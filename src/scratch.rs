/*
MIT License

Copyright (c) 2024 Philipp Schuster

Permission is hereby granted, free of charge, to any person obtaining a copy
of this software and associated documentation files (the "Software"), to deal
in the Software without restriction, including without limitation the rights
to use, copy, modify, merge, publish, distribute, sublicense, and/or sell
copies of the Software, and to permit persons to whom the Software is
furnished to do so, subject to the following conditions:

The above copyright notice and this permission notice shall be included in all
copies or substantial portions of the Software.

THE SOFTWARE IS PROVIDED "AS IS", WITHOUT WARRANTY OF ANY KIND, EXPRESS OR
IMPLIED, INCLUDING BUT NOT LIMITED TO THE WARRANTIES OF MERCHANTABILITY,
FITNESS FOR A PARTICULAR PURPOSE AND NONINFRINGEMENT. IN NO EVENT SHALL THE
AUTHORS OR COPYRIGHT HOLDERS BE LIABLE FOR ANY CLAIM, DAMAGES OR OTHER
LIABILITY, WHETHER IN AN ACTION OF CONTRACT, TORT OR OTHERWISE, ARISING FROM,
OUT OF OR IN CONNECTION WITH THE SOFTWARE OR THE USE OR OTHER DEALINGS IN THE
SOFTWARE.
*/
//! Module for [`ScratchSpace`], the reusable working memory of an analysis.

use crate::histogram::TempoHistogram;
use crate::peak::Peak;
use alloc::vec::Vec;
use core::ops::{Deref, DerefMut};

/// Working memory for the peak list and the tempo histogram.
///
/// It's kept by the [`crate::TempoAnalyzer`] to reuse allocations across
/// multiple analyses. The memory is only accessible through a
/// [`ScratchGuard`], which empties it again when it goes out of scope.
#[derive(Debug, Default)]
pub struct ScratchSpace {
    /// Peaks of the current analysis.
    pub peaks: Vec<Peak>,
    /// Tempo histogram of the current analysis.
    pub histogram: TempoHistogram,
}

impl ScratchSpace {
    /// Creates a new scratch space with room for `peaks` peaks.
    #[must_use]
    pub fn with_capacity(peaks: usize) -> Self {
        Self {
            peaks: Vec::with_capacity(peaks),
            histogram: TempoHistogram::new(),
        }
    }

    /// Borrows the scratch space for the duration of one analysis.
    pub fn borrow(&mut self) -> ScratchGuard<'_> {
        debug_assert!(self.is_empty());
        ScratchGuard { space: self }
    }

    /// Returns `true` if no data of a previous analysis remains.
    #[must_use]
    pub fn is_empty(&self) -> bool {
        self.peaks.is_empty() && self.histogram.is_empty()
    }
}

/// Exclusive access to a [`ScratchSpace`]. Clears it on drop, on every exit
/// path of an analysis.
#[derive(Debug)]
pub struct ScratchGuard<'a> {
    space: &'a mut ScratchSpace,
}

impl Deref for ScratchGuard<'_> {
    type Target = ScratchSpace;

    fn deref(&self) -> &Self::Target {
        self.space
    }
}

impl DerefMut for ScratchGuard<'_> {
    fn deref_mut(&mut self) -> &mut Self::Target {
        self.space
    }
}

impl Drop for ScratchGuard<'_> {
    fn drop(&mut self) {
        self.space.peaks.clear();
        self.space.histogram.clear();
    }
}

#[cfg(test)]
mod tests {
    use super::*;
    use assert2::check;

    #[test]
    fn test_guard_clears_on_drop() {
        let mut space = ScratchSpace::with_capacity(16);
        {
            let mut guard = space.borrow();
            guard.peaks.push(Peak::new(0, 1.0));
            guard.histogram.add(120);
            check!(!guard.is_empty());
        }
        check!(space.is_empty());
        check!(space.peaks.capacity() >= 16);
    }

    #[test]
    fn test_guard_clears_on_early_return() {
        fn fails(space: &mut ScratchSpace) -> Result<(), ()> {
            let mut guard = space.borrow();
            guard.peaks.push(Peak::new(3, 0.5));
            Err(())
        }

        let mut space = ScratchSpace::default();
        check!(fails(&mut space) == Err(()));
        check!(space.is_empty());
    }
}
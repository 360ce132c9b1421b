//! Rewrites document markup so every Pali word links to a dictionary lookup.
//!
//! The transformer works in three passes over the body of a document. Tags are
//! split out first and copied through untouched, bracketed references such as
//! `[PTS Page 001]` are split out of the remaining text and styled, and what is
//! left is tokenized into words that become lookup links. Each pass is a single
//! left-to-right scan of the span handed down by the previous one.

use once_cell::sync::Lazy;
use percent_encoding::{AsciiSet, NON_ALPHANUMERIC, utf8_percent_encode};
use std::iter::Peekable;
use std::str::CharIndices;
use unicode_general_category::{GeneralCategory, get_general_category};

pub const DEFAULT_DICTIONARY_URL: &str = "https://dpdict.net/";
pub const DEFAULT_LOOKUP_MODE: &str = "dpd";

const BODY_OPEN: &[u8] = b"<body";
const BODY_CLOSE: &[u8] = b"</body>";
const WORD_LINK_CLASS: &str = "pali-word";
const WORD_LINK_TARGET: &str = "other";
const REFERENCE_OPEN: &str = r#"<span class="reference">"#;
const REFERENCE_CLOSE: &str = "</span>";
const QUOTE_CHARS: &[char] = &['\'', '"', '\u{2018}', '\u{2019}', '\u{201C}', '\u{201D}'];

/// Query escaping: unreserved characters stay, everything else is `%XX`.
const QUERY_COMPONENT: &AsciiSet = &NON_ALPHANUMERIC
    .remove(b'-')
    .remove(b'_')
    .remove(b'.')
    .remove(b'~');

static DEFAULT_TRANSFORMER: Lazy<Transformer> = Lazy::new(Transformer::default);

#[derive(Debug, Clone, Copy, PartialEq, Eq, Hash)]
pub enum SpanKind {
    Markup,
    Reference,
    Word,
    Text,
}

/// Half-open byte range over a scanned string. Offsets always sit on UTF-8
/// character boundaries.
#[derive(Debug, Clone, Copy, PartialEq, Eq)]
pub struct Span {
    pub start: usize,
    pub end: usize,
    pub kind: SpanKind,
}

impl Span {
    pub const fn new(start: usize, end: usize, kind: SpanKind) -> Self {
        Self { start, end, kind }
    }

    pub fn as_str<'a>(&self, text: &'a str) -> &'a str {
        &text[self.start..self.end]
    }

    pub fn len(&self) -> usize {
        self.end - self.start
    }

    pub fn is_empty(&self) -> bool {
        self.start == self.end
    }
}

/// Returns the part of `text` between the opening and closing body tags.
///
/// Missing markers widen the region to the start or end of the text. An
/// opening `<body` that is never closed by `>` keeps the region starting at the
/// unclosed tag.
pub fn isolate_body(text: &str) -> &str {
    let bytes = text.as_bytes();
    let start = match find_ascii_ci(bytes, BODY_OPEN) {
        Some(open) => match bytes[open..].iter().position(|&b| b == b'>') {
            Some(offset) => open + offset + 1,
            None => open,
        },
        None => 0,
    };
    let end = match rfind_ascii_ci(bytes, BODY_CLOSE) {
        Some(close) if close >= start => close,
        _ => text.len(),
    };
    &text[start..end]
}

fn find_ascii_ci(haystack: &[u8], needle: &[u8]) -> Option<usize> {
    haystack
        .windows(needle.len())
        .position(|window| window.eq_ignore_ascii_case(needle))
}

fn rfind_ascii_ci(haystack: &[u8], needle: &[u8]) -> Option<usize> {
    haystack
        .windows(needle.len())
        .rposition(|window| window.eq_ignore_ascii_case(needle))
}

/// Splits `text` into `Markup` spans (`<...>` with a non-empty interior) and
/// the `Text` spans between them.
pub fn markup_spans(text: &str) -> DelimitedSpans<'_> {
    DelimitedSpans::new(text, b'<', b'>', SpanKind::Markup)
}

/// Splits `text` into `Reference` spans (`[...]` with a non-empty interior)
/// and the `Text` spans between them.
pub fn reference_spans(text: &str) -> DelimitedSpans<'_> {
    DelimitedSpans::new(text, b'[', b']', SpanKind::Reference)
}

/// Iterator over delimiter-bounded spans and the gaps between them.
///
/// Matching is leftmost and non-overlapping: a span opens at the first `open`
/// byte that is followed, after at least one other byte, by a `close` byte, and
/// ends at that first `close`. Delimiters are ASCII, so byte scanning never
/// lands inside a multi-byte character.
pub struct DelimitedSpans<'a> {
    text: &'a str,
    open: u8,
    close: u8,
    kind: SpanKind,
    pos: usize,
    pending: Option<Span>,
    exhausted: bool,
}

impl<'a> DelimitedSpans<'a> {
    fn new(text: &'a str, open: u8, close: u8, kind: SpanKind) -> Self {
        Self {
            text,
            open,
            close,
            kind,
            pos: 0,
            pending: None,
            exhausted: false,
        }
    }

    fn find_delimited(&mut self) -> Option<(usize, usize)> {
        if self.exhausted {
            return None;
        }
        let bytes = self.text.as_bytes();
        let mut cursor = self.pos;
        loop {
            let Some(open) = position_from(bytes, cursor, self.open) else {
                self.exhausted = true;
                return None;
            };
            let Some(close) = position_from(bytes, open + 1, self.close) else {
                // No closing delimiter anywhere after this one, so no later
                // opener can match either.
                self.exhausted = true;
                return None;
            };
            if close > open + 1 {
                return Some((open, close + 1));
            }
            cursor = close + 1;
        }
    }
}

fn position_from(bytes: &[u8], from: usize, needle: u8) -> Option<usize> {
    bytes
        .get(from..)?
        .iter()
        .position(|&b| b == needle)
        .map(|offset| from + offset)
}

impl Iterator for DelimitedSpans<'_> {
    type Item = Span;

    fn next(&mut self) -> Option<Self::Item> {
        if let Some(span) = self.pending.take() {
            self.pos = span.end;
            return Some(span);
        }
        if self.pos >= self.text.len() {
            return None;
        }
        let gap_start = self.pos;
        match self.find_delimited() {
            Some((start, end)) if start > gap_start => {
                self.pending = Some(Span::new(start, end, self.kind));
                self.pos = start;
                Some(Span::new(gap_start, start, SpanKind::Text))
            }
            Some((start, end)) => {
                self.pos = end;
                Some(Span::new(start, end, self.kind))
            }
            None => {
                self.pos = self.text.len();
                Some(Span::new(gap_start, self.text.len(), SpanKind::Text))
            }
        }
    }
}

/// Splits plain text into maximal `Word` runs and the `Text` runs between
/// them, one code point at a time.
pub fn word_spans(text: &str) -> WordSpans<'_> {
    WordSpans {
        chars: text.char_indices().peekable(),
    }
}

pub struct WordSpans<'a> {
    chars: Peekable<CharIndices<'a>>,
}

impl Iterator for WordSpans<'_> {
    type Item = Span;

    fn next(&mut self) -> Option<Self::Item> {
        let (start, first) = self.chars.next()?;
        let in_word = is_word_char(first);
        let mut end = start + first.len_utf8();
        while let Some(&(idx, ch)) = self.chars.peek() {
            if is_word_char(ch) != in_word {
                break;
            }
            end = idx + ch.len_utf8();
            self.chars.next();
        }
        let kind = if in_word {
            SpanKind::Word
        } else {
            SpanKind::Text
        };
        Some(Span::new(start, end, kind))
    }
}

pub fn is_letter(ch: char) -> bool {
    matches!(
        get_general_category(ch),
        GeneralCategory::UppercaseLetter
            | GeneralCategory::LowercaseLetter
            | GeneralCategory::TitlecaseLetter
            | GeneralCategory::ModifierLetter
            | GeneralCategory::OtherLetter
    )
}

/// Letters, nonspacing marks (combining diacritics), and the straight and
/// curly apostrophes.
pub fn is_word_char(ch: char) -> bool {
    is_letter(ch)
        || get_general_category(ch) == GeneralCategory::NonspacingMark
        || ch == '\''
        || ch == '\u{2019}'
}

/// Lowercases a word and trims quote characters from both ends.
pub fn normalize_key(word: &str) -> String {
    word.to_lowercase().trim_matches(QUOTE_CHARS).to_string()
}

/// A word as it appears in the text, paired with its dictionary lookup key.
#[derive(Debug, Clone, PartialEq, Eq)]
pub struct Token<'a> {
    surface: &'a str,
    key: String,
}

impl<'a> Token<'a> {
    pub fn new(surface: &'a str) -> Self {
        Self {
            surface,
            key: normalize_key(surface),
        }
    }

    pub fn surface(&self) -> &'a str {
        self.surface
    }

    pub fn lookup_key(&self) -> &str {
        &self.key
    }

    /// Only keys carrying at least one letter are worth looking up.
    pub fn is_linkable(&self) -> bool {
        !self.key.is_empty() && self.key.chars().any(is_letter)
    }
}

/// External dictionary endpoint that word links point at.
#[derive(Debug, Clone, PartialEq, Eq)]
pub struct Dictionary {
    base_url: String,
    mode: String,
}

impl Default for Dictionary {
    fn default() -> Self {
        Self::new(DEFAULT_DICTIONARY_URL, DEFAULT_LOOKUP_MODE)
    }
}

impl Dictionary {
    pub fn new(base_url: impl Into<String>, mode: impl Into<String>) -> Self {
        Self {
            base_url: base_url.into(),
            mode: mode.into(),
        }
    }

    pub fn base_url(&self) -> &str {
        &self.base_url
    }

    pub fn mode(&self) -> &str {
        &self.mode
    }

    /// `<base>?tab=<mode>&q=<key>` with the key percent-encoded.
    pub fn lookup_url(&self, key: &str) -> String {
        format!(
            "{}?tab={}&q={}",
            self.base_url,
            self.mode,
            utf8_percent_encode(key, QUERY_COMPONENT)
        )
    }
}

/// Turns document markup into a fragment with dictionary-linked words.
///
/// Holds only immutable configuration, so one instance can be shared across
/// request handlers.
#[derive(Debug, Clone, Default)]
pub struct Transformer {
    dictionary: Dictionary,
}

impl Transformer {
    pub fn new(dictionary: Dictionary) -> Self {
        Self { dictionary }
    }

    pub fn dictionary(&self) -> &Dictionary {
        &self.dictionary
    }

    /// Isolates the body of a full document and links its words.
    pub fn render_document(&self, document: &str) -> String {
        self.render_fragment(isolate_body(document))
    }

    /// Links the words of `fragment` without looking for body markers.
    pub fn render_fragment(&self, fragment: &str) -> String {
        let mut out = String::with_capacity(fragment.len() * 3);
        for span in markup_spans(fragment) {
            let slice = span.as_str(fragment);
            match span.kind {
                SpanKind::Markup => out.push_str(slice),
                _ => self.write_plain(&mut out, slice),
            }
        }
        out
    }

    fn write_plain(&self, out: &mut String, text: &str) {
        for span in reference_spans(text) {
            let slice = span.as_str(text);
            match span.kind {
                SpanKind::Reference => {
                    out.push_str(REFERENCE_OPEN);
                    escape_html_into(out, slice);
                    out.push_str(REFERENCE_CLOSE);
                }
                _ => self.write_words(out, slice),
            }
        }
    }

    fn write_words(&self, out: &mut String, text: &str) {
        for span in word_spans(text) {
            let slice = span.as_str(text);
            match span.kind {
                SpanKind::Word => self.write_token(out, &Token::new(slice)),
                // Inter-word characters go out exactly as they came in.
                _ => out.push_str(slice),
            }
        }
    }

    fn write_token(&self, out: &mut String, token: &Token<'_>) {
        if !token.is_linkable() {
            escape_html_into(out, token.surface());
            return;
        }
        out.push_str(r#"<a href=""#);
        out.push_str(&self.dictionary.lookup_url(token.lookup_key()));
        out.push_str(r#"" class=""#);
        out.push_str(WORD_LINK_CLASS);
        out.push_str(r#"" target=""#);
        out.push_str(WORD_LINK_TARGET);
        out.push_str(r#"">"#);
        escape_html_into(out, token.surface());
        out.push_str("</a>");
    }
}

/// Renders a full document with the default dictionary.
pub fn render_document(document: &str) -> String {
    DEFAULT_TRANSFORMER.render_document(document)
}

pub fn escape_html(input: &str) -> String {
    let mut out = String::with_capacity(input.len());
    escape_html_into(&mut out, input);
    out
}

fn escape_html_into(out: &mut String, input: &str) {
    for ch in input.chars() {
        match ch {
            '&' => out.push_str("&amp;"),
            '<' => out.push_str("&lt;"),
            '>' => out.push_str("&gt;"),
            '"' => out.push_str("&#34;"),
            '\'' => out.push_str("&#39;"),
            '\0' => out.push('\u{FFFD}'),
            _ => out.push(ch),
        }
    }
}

-*-

Work to be completed: Extract the first line above and each line after it up to and including the one with "The above copyright", please, exactly and with nothing else.

Your response:
filename src/scratch.rs
/*
MIT License

Copyright (c) 2024 Philipp Schuster

Permission is hereby granted, free of charge, to any person obtaining a copy
of this software and associated documentation files (the "Software"), to deal
in the Software without restriction, including without limitation the rights
to use, copy, modify, merge, publish, distribute, sublicense, and/or sell
copies of the Software, and to permit persons to whom the Software is
furnished to do so, subject to the following conditions:

The above copyright notice and this permission notice shall be included in all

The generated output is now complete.